On the other hand, the credit risk profile of TRL would be marked by healthy rental revenue streams and cash flows. TRL’s debt profile is evolving as the company may resort to debt reduction using existing liquid surplus (of Rs 905 crore as of September-2022), funds expected to be received from Blackstone (~Rs 300 crore), and healthy cash accruals till the completion of de-merger. CRISIL Ratings will resolve the watch and take a final rating action following detailed discussion with management and clarity on business and financial risk profile of TRL post demerger.
The group (including ACCI) achieved operating income of Rs 20,699 crore in fiscal 2022, along with EBITDA more than doubling than last year to Rs 1,454 crore resulting in operating margins of 7.0%. The growth was led by strong performance in the MTO segment with revenue more than doubling to Rs 17,643 crore in fiscal 2022, supported by continued strong volume growth along with higher realisation on the back of high freight costs. The MTO segment performance is expected to benefit from the acquisition of 65% stake in Nordicon group in July-2021 at an enterprise value of EUR 32 million.
In the CFS/ICD segment, the group achieved revenue of Rs 578 crore in fiscal 2022 supported mainly by volume growth. The group also announced acquisition of Speedy Multimodes for Rs 102 crore in November 2021, which has become accretive from second half of this fiscal.

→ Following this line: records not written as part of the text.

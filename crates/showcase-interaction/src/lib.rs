//! Outbound advisor interaction: prompt, gateway and the advisor backends.

pub mod advisor_gateway;
pub mod advisor_prompt;
pub mod gemini_api_agent;
pub mod unavailable_backend;

pub use advisor_gateway::AdvisorGateway;
pub use advisor_prompt::render_system_instruction;
pub use gemini_api_agent::GeminiApiAgent;
pub use unavailable_backend::UnavailableBackend;
//! Chat session controller.
//!
//! `ChatSession` owns the transcript, the request phase and the single pending
//! framework. It guarantees at most one advisor request in flight: a
//! submission made while `Awaiting` is rejected, not queued.
//!
//! # Lifecycle
//!
//! ```text
//! Idle --submit_query--> Awaiting --reply or fallback--> Idle
//! ```
//!
//! The framework hand-off is a sub-flow on the pending framework:
//! `Pending --confirm--> Submitting --latency--> (cleared)`.
//!
//! Both transitions finish on a spawned task once started, so dropping the
//! caller's future (a timeout, a cancelled prompt) never strands the session
//! in `Awaiting` or the framework in `Submitting`.

use showcase_core::advisor::ConversationTurn;
use showcase_core::case::{CaseRepository, SuccessCase};
use showcase_core::chat::{
    ChatMessage, DEFAULT_GREETING, EMPTY_REPLY_FALLBACK, HANDOFF_CONFIRMATION, HandoffStatus,
    ParsedResponse, PendingFramework, QuickReply, Segment, segment_content, split_framework,
};
use showcase_core::config::AdvisorSettings;
use showcase_core::latency::SimulatedLatency;
use showcase_interaction::AdvisorGateway;
use std::sync::Arc;
use tokio::sync::RwLock;

/// Request phase of a session.
#[derive(Debug, Clone, Copy, PartialEq, Eq)]
pub enum ChatPhase {
    Idle,
    Awaiting,
}

/// Why a submission was not accepted.
#[derive(Debug, Clone, Copy, PartialEq, Eq)]
pub enum SubmitRejection {
    /// Input was empty after trimming.
    Empty,
    /// An advisor request is already in flight.
    Busy,
    /// The session has been closed.
    Closed,
}

/// Result of [`ChatSession::submit_query`].
#[derive(Debug, Clone, PartialEq, Eq)]
pub enum SubmitOutcome {
    /// Nothing was appended and no request was made.
    Rejected(SubmitRejection),
    /// The assistant message appended for this turn, plus the framework it
    /// carried, if any.
    Answered {
        reply: ChatMessage,
        framework: Option<PendingFramework>,
    },
    /// The session was closed while the request was in flight; the reply
    /// was dropped.
    Discarded,
}

/// Result of [`ChatSession::confirm_framework_handoff`].
#[derive(Debug, Clone, PartialEq, Eq)]
pub enum HandoffOutcome {
    /// No pending framework, or it was already submitted.
    Ignored,
    /// The confirmation message appended to the transcript.
    Confirmed(ChatMessage),
    /// The session was closed before the confirmation arrived.
    Discarded,
}

/// Point-in-time copy of the observable session state.
#[derive(Debug, Clone, PartialEq, Eq)]
pub struct ChatSnapshot {
    pub transcript: Vec<ChatMessage>,
    pub phase: ChatPhase,
    /// Hidden while a request is in flight.
    pub framework: Option<PendingFramework>,
}

/// Construction options for a [`ChatSession`].
#[derive(Debug, Clone, PartialEq, Eq)]
pub struct ChatSessionConfig {
    /// Assistant message placed in the transcript at creation.
    pub greeting: Option<String>,
    /// Delay before the hand-off confirmation is appended.
    pub handoff_latency: SimulatedLatency,
}

impl Default for ChatSessionConfig {
    fn default() -> Self {
        Self {
            greeting: None,
            handoff_latency: AdvisorSettings::default().handoff_latency(),
        }
    }
}

impl ChatSessionConfig {
    /// No greeting and no simulated delay.
    pub fn immediate() -> Self {
        Self {
            greeting: None,
            handoff_latency: SimulatedLatency::none(),
        }
    }

    /// Interactive defaults from the `[advisor]` settings.
    ///
    /// An unset greeting falls back to [`DEFAULT_GREETING`]; an empty one
    /// disables it.
    pub fn from_settings(settings: &AdvisorSettings) -> Self {
        let greeting = match settings.greeting.as_deref() {
            None => Some(DEFAULT_GREETING.to_string()),
            Some(text) if text.trim().is_empty() => None,
            Some(text) => Some(text.to_string()),
        };
        Self {
            greeting,
            handoff_latency: settings.handoff_latency(),
        }
    }

    pub fn with_greeting(mut self, greeting: Option<String>) -> Self {
        self.greeting = greeting;
        self
    }
}

struct ChatState {
    transcript: Vec<ChatMessage>,
    phase: ChatPhase,
    pending_framework: Option<PendingFramework>,
    closed: bool,
}

/// A single visitor conversation with the advisor.
pub struct ChatSession {
    session_id: String,
    state: Arc<RwLock<ChatState>>,
    gateway: AdvisorGateway,
    cases: Arc<dyn CaseRepository>,
    handoff_latency: SimulatedLatency,
}

impl ChatSession {
    pub fn new(
        session_id: impl Into<String>,
        gateway: AdvisorGateway,
        cases: Arc<dyn CaseRepository>,
        config: ChatSessionConfig,
    ) -> Self {
        let transcript = config
            .greeting
            .map(|greeting| vec![ChatMessage::assistant(greeting)])
            .unwrap_or_default();

        Self {
            session_id: session_id.into(),
            state: Arc::new(RwLock::new(ChatState {
                transcript,
                phase: ChatPhase::Idle,
                pending_framework: None,
                closed: false,
            })),
            gateway,
            cases,
            handoff_latency: config.handoff_latency,
        }
    }

    pub fn session_id(&self) -> &str {
        &self.session_id
    }

    /// Sends `input` to the advisor and appends both sides of the turn.
    ///
    /// The user message is appended before the request is made. The history
    /// sent is the transcript as it stood before that append. Gateway
    /// failures surface as the fallback reply, so an accepted submission
    /// always ends with one assistant message unless the session is closed.
    pub async fn submit_query(&self, input: &str) -> SubmitOutcome {
        let text = input.trim();
        if text.is_empty() {
            return SubmitOutcome::Rejected(SubmitRejection::Empty);
        }

        let history: Vec<ConversationTurn> = {
            let mut state = self.state.write().await;
            if state.closed {
                return SubmitOutcome::Rejected(SubmitRejection::Closed);
            }
            if state.phase == ChatPhase::Awaiting {
                tracing::debug!(
                    "[ChatSession] {} busy, rejecting submission",
                    self.session_id
                );
                return SubmitOutcome::Rejected(SubmitRejection::Busy);
            }

            let history = state.transcript.iter().map(ConversationTurn::from).collect();
            state.transcript.push(ChatMessage::user(text));
            state.phase = ChatPhase::Awaiting;
            history
        };

        // The turn completes in its own task so a dropped caller cannot leave
        // the session stuck in `Awaiting`.
        let turn = complete_turn(
            Arc::clone(&self.state),
            self.session_id.clone(),
            self.gateway.clone(),
            self.cases.list_all(),
            text.to_string(),
            history,
        );
        match tokio::spawn(turn).await {
            Ok(outcome) => outcome,
            Err(err) => {
                tracing::error!("[ChatSession] {} turn task failed: {}", self.session_id, err);
                SubmitOutcome::Discarded
            }
        }
    }

    /// Submits a canned prompt exactly as if it had been typed.
    pub async fn submit_quick_reply(&self, quick_reply: &QuickReply) -> SubmitOutcome {
        self.submit_query(&quick_reply.prompt).await
    }

    /// Hands the pending framework off to a consultant.
    ///
    /// Marks it `Submitting`, waits out the simulated latency, then appends
    /// the confirmation and clears it. A framework that replaced the
    /// submitted one in the meantime is kept. Ignored while a reply is in
    /// flight, since the framework card is hidden then.
    pub async fn confirm_framework_handoff(&self) -> HandoffOutcome {
        {
            let mut state = self.state.write().await;
            if state.closed || state.phase == ChatPhase::Awaiting {
                return HandoffOutcome::Ignored;
            }
            match state.pending_framework.as_mut() {
                Some(pending) if pending.status == HandoffStatus::Pending => {
                    pending.status = HandoffStatus::Submitting;
                }
                _ => return HandoffOutcome::Ignored,
            }
        }
        tracing::info!("[ChatSession] {} submitting framework", self.session_id);

        let handoff = complete_handoff(Arc::clone(&self.state), self.handoff_latency);
        match tokio::spawn(handoff).await {
            Ok(outcome) => outcome,
            Err(err) => {
                tracing::error!("[ChatSession] {} hand-off task failed: {}", self.session_id, err);
                HandoffOutcome::Discarded
            }
        }
    }

    pub async fn snapshot(&self) -> ChatSnapshot {
        let state = self.state.read().await;
        ChatSnapshot {
            transcript: state.transcript.clone(),
            phase: state.phase,
            framework: match state.phase {
                ChatPhase::Idle => state.pending_framework.clone(),
                ChatPhase::Awaiting => None,
            },
        }
    }

    pub async fn transcript(&self) -> Vec<ChatMessage> {
        self.state.read().await.transcript.clone()
    }

    pub async fn phase(&self) -> ChatPhase {
        self.state.read().await.phase
    }

    /// The pending framework, regardless of phase.
    pub async fn pending_framework(&self) -> Option<PendingFramework> {
        self.state.read().await.pending_framework.clone()
    }

    /// Splits a message into text and resolvable case references.
    pub fn render(&self, message: &ChatMessage) -> Vec<Segment> {
        segment_content(&message.content, self.cases.as_ref())
    }

    /// Closes the session. In-flight results are discarded on arrival.
    pub async fn close(&self) {
        let mut state = self.state.write().await;
        if !state.closed {
            state.closed = true;
            tracing::info!("[ChatSession] {} closed", self.session_id);
        }
    }

    pub async fn is_closed(&self) -> bool {
        self.state.read().await.closed
    }
}

/// Second half of a turn: ask the advisor, then apply the reply.
async fn complete_turn(
    state: Arc<RwLock<ChatState>>,
    session_id: String,
    gateway: AdvisorGateway,
    known_cases: Vec<SuccessCase>,
    text: String,
    history: Vec<ConversationTurn>,
) -> SubmitOutcome {
    let raw = gateway.ask(&text, &known_cases, &history).await;

    let mut state = state.write().await;
    if state.closed {
        tracing::info!("[ChatSession] {} closed during request, reply discarded", session_id);
        return SubmitOutcome::Discarded;
    }

    let ParsedResponse { reply, framework } = split_framework(&raw);
    let reply = if reply.trim().is_empty() {
        ChatMessage::assistant(EMPTY_REPLY_FALLBACK)
    } else {
        ChatMessage::assistant(reply)
    };
    state.transcript.push(reply.clone());

    let framework = framework.map(PendingFramework::new);
    if let Some(pending) = &framework {
        tracing::info!("[ChatSession] {} received a framework", session_id);
        state.pending_framework = Some(pending.clone());
    }
    state.phase = ChatPhase::Idle;

    SubmitOutcome::Answered { reply, framework }
}

/// Second half of a hand-off: wait, confirm, clear the submitted framework.
async fn complete_handoff(
    state: Arc<RwLock<ChatState>>,
    latency: SimulatedLatency,
) -> HandoffOutcome {
    latency.elapse().await;

    let mut state = state.write().await;
    if state.closed {
        return HandoffOutcome::Discarded;
    }

    let confirmation = ChatMessage::assistant(HANDOFF_CONFIRMATION);
    state.transcript.push(confirmation.clone());
    if state
        .pending_framework
        .as_ref()
        .is_some_and(PendingFramework::is_submitting)
    {
        state.pending_framework = None;
    }
    HandoffOutcome::Confirmed(confirmation)
}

Gati’s performance improved with healthy volumes while improvement in utilization supported project and engineering (P&E) segment. ACCI JV continued to do well in the contract logistics business.
With debt-funded acquisition and higher working capital funding requirement, the group’s debt (excluding leases) increased marginally to Rs 1,744 crore as of March 31, 2022 as compared to Rs 1,652 crore as of March 2021. The construction of 4 million square feet warehouses as part of Blackstone deal has been completed and pre-leased to marque clients along with Lease Rental Discounting debt on the books. The deal has been completed in November-2022 with inflows of Rs 288 crore (excluding OCDs) being used for debt reduction.
The group has streamlined Gati’s operations along with divestment of non-core assets and subsequent deleveraging. Consequently, Gati’s debt has decline to Rs 159 crore as of March 31, 2022 as compared to Rs 397 crore as of March 31, 2020. Gati is expected to facilitate end-to-end transportation services for the group’s clientele and provide business synergies over the medium term with improving profitability which would remain the key monitorable.
According to the management, the objective of this demerger is to accelerate growth across businesses by creating independent business undertakings, improve access to capital, streamline operations, reduce costs and thereby unlock value in each of these business segments.
The demerger process is nearing completion with approvals received from lenders, National Company Law Tribunal (NCLT), Income Tax Authority, and equity shareholders; and the company is in final stages of filing separate financial statements which is also in the final stages of completion.
The ratings continue to reflect the Allcargo group’s diversified operations and established position in the global non-vessel owing common carrier (NVOCC), domestic CFS and courier service businesses. The ratings are also supported by an adequate financial risk profile because of steady annual cash-generating ability, though debt metrics are moderate. These strengths are partially offset by susceptibility to risks inherent in the logistics industry arising from volatility in export-import (EXIM) trade volumes, and delays in execution of projects impacting the performance of the P&E business.